Data in this exercise:
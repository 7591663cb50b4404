//! Service endpoints.

use super::Gateway;
use crate::error::ApiError;
use crate::mapper::RawRecord;
use crate::types::Criteria;
use secrecy::{ExposeSecret, SecretString};
use tracing::instrument;

const SERVICES_PATH: &str = "/gw/provisioning/api/via-services";
const SERVICE_SEARCH_PATH: &str = "/gw/provisioning/api/via-services/stats/v2";

#[derive(Clone)]
pub struct ServiceRepository {
    gateway: Gateway,
}

impl ServiceRepository {
    pub fn new(gateway: Gateway) -> Self {
        Self { gateway }
    }

    /// Fetch one service by identifier.
    #[instrument(skip(self, token))]
    pub async fn find(&self, token: &SecretString, id: i64) -> Result<RawRecord, ApiError> {
        let request = self
            .gateway
            .client()
            .get(self.gateway.url(&format!("{}/{}", SERVICES_PATH, id), None))
            .bearer_auth(token.expose_secret());

        self.gateway
            .execute(request, &format!("Failed to fetch service {}", id))
            .await
    }

    /// Search services.
    #[instrument(skip(self, token))]
    pub async fn find_by(
        &self,
        token: &SecretString,
        criteria: &Criteria,
    ) -> Result<Vec<RawRecord>, ApiError> {
        let request = self
            .gateway
            .client()
            .get(self.gateway.url(SERVICE_SEARCH_PATH, Some(criteria)))
            .bearer_auth(token.expose_secret());

        self.gateway.execute(request, "Failed to fetch services").await
    }

    /// Replace a service with `data`; returns the updated representation.
    #[instrument(skip(self, token, data))]
    pub async fn update(
        &self,
        token: &SecretString,
        id: i64,
        data: &RawRecord,
    ) -> Result<RawRecord, ApiError> {
        let request = self
            .gateway
            .client()
            .put(self.gateway.url(&format!("{}/{}", SERVICES_PATH, id), None))
            .bearer_auth(token.expose_secret())
            .json(data);

        self.gateway
            .execute(request, &format!("Failed to update service {}", id))
            .await
    }

    /// Create a service; returns the created representation.
    #[instrument(skip(self, token, data))]
    pub async fn create(&self, token: &SecretString, data: &RawRecord) -> Result<RawRecord, ApiError> {
        let request = self
            .gateway
            .client()
            .post(self.gateway.url(SERVICES_PATH, None))
            .bearer_auth(token.expose_secret())
            .json(data);

        self.gateway.execute(request, "Failed to create service").await
    }
}

#[cfg(test)]
mod tests {
    use super::*;
    use reqwest::Client;
    use serde_json::json;
    use std::error::Error as _;
    use wiremock::matchers::{body_json, header, method, path, query_param};
    use wiremock::{Mock, MockServer, ResponseTemplate};

    fn repository(server: &MockServer) -> ServiceRepository {
        ServiceRepository::new(Gateway::new(Client::new(), server.uri()))
    }

    fn token() -> SecretString {
        SecretString::new("test-token".into())
    }

    #[tokio::test]
    async fn test_find() {
        let server = MockServer::start().await;
        Mock::given(method("GET"))
            .and(path("/gw/provisioning/api/via-services/42"))
            .and(header("Authorization", "Bearer test-token"))
            .respond_with(ResponseTemplate::new(200).set_body_json(json!({"id": 42, "label": "Main"})))
            .mount(&server)
            .await;

        let raw = repository(&server).find(&token(), 42).await.unwrap();
        assert_eq!(raw["label"], json!("Main"));
    }

    #[tokio::test]
    async fn test_find_by_encodes_criteria() {
        let server = MockServer::start().await;
        Mock::given(method("GET"))
            .and(path("/gw/provisioning/api/via-services/stats/v2"))
            .and(query_param("size", "500"))
            .and(query_param("filter", "eq,enable,true"))
            .respond_with(ResponseTemplate::new(200).set_body_json(json!([{"id": 1}, {"id": 2}])))
            .mount(&server)
            .await;

        let criteria = Criteria::paged(500, 0).filter("eq,enable,true");
        let raws = repository(&server).find_by(&token(), &criteria).await.unwrap();
        assert_eq!(raws.len(), 2);
    }

    #[tokio::test]
    async fn test_update_sends_payload() {
        let server = MockServer::start().await;
        let payload = json!({"id": 42, "label": "Renamed"});
        Mock::given(method("PUT"))
            .and(path("/gw/provisioning/api/via-services/42"))
            .and(body_json(&payload))
            .respond_with(ResponseTemplate::new(200).set_body_json(&payload))
            .expect(1)
            .mount(&server)
            .await;

        let data = payload.as_object().unwrap().clone();
        let raw = repository(&server).update(&token(), 42, &data).await.unwrap();
        assert_eq!(raw["label"], json!("Renamed"));
    }

    #[tokio::test]
    async fn test_server_rejection_keeps_status() {
        let server = MockServer::start().await;
        Mock::given(method("GET"))
            .and(path("/gw/provisioning/api/via-services/7"))
            .respond_with(ResponseTemplate::new(404).set_body_string("no such service"))
            .mount(&server)
            .await;

        let err = repository(&server).find(&token(), 7).await.unwrap_err();
        assert!(!err.is_authentication());
        assert_eq!(err.code(), Some(404));
        assert_eq!(
            err.to_string(),
            "ViaDialog API error: Failed to fetch service 7: HTTP 404 - no such service"
        );
    }

    #[tokio::test]
    async fn test_decode_failure_is_wrapped() {
        let server = MockServer::start().await;
        Mock::given(method("GET"))
            .and(path("/gw/provisioning/api/via-services/7"))
            .respond_with(ResponseTemplate::new(200).set_body_string("<html>oops</html>"))
            .mount(&server)
            .await;

        let err = repository(&server).find(&token(), 7).await.unwrap_err();
        let source = err.source().unwrap();
        assert!(source.downcast_ref::<serde_json::Error>().is_some());
    }

    #[tokio::test]
    async fn test_connection_refused_is_wrapped() {
        let repository = ServiceRepository::new(Gateway::new(Client::new(), "http://127.0.0.1:1"));

        let err = repository.find(&token(), 1).await.unwrap_err();
        assert!(!err.is_authentication());
        let source = err.source().unwrap();
        let http = source.downcast_ref::<reqwest::Error>().unwrap();
        assert!(http.is_connect());
    }
}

Work task: The listing above should be printed again in full, unchanged.

Solution to this exercise:
repository 7591663cb50b4404
//! Service endpoints.

use super::Gateway;
use crate::error::ApiError;
use crate::mapper::RawRecord;
use crate::types::Criteria;
use secrecy::{ExposeSecret, SecretString};
use tracing::instrument;

const SERVICES_PATH: &str = "/gw/provisioning/api/via-services";
const SERVICE_SEARCH_PATH: &str = "/gw/provisioning/api/via-services/stats/v2";

#[derive(Clone)]
pub struct ServiceRepository {
    gateway: Gateway,
}

impl ServiceRepository {
    pub fn new(gateway: Gateway) -> Self {
        Self { gateway }
    }

    /// Fetch one service by identifier.
    #[instrument(skip(self, token))]
    pub async fn find(&self, token: &SecretString, id: i64) -> Result<RawRecord, ApiError> {
        let request = self
            .gateway
            .client()
            .get(self.gateway.url(&format!("{}/{}", SERVICES_PATH, id), None))
            .bearer_auth(token.expose_secret());

        self.gateway
            .execute(request, &format!("Failed to fetch service {}", id))
            .await
    }

    /// Search services.
    #[instrument(skip(self, token))]
    pub async fn find_by(
        &self,
        token: &SecretString,
        criteria: &Criteria,
    ) -> Result<Vec<RawRecord>, ApiError> {
        let request = self
            .gateway
            .client()
            .get(self.gateway.url(SERVICE_SEARCH_PATH, Some(criteria)))
            .bearer_auth(token.expose_secret());

        self.gateway.execute(request, "Failed to fetch services").await
    }

    /// Replace a service with `data`; returns the updated representation.
    #[instrument(skip(self, token, data))]
    pub async fn update(
        &self,
        token: &SecretString,
        id: i64,
        data: &RawRecord,
    ) -> Result<RawRecord, ApiError> {
        let request = self
            .gateway
            .client()
            .put(self.gateway.url(&format!("{}/{}", SERVICES_PATH, id), None))
            .bearer_auth(token.expose_secret())
            .json(data);

        self.gateway
            .execute(request, &format!("Failed to update service {}", id))
            .await
    }

    /// Create a service; returns the created representation.
    #[instrument(skip(self, token, data))]
    pub async fn create(&self, token: &SecretString, data: &RawRecord) -> Result<RawRecord, ApiError> {
        let request = self
            .gateway
            .client()
            .post(self.gateway.url(SERVICES_PATH, None))
            .bearer_auth(token.expose_secret())
            .json(data);

        self.gateway.execute(request, "Failed to create service").await
    }
}

#[cfg(test)]
mod tests {
    use super::*;
    use reqwest::Client;
    use serde_json::json;
    use std::error::Error as _;
    use wiremock::matchers::{body_json, header, method, path, query_param};
    use wiremock::{Mock, MockServer, ResponseTemplate};

    fn repository(server: &MockServer) -> ServiceRepository {
        ServiceRepository::new(Gateway::new(Client::new(), server.uri()))
    }

    fn token() -> SecretString {
        SecretString::new("test-token".into())
    }

    #[tokio::test]
    async fn test_find() {
        let server = MockServer::start().await;
        Mock::given(method("GET"))
            .and(path("/gw/provisioning/api/via-services/42"))
            .and(header("Authorization", "Bearer test-token"))
            .respond_with(ResponseTemplate::new(200).set_body_json(json!({"id": 42, "label": "Main"})))
            .mount(&server)
            .await;

        let raw = repository(&server).find(&token(), 42).await.unwrap();
        assert_eq!(raw["label"], json!("Main"));
    }

    #[tokio::test]
    async fn test_find_by_encodes_criteria() {
        let server = MockServer::start().await;
        Mock::given(method("GET"))
            .and(path("/gw/provisioning/api/via-services/stats/v2"))
            .and(query_param("size", "500"))
            .and(query_param("filter", "eq,enable,true"))
            .respond_with(ResponseTemplate::new(200).set_body_json(json!([{"id": 1}, {"id": 2}])))
            .mount(&server)
            .await;

        let criteria = Criteria::paged(500, 0).filter("eq,enable,true");
        let raws = repository(&server).find_by(&token(), &criteria).await.unwrap();
        assert_eq!(raws.len(), 2);
    }

    #[tokio::test]
    async fn test_update_sends_payload() {
        let server = MockServer::start().await;
        let payload = json!({"id": 42, "label": "Renamed"});
        Mock::given(method("PUT"))
            .and(path("/gw/provisioning/api/via-services/42"))
            .and(body_json(&payload))
            .respond_with(ResponseTemplate::new(200).set_body_json(&payload))
            .expect(1)
            .mount(&server)
            .await;

        let data = payload.as_object().unwrap().clone();
        let raw = repository(&server).update(&token(), 42, &data).await.unwrap();
        assert_eq!(raw["label"], json!("Renamed"));
    }

    #[tokio::test]
    async fn test_server_rejection_keeps_status() {
        let server = MockServer::start().await;
        Mock::given(method("GET"))
            .and(path("/gw/provisioning/api/via-services/7"))
            .respond_with(ResponseTemplate::new(404).set_body_string("no such service"))
            .mount(&server)
            .await;

        let err = repository(&server).find(&token(), 7).await.unwrap_err();
        assert!(!err.is_authentication());
        assert_eq!(err.code(), Some(404));
        assert_eq!(
            err.to_string(),
            "ViaDialog API error: Failed to fetch service 7: HTTP 404 - no such service"
        );
    }

    #[tokio::test]
    async fn test_decode_failure_is_wrapped() {
        let server = MockServer::start().await;
        Mock::given(method("GET"))
            .and(path("/gw/provisioning/api/via-services/7"))
            .respond_with(ResponseTemplate::new(200).set_body_string("<html>oops</html>"))
            .mount(&server)
            .await;

        let err = repository(&server).find(&token(), 7).await.unwrap_err();
        let source = err.source().unwrap();
        assert!(source.downcast_ref::<serde_json::Error>().is_some());
    }

    #[tokio::test]
    async fn test_connection_refused_is_wrapped() {
        let repository = ServiceRepository::new(Gateway::new(Client::new(), "http://127.0.0.1:1"));

        let err = repository.find(&token(), 1).await.unwrap_err();
        assert!(!err.is_authentication());
        let source = err.source().unwrap();
        let http = source.downcast_ref::<reqwest::Error>().unwrap();
        assert!(http.is_connect());
    }
}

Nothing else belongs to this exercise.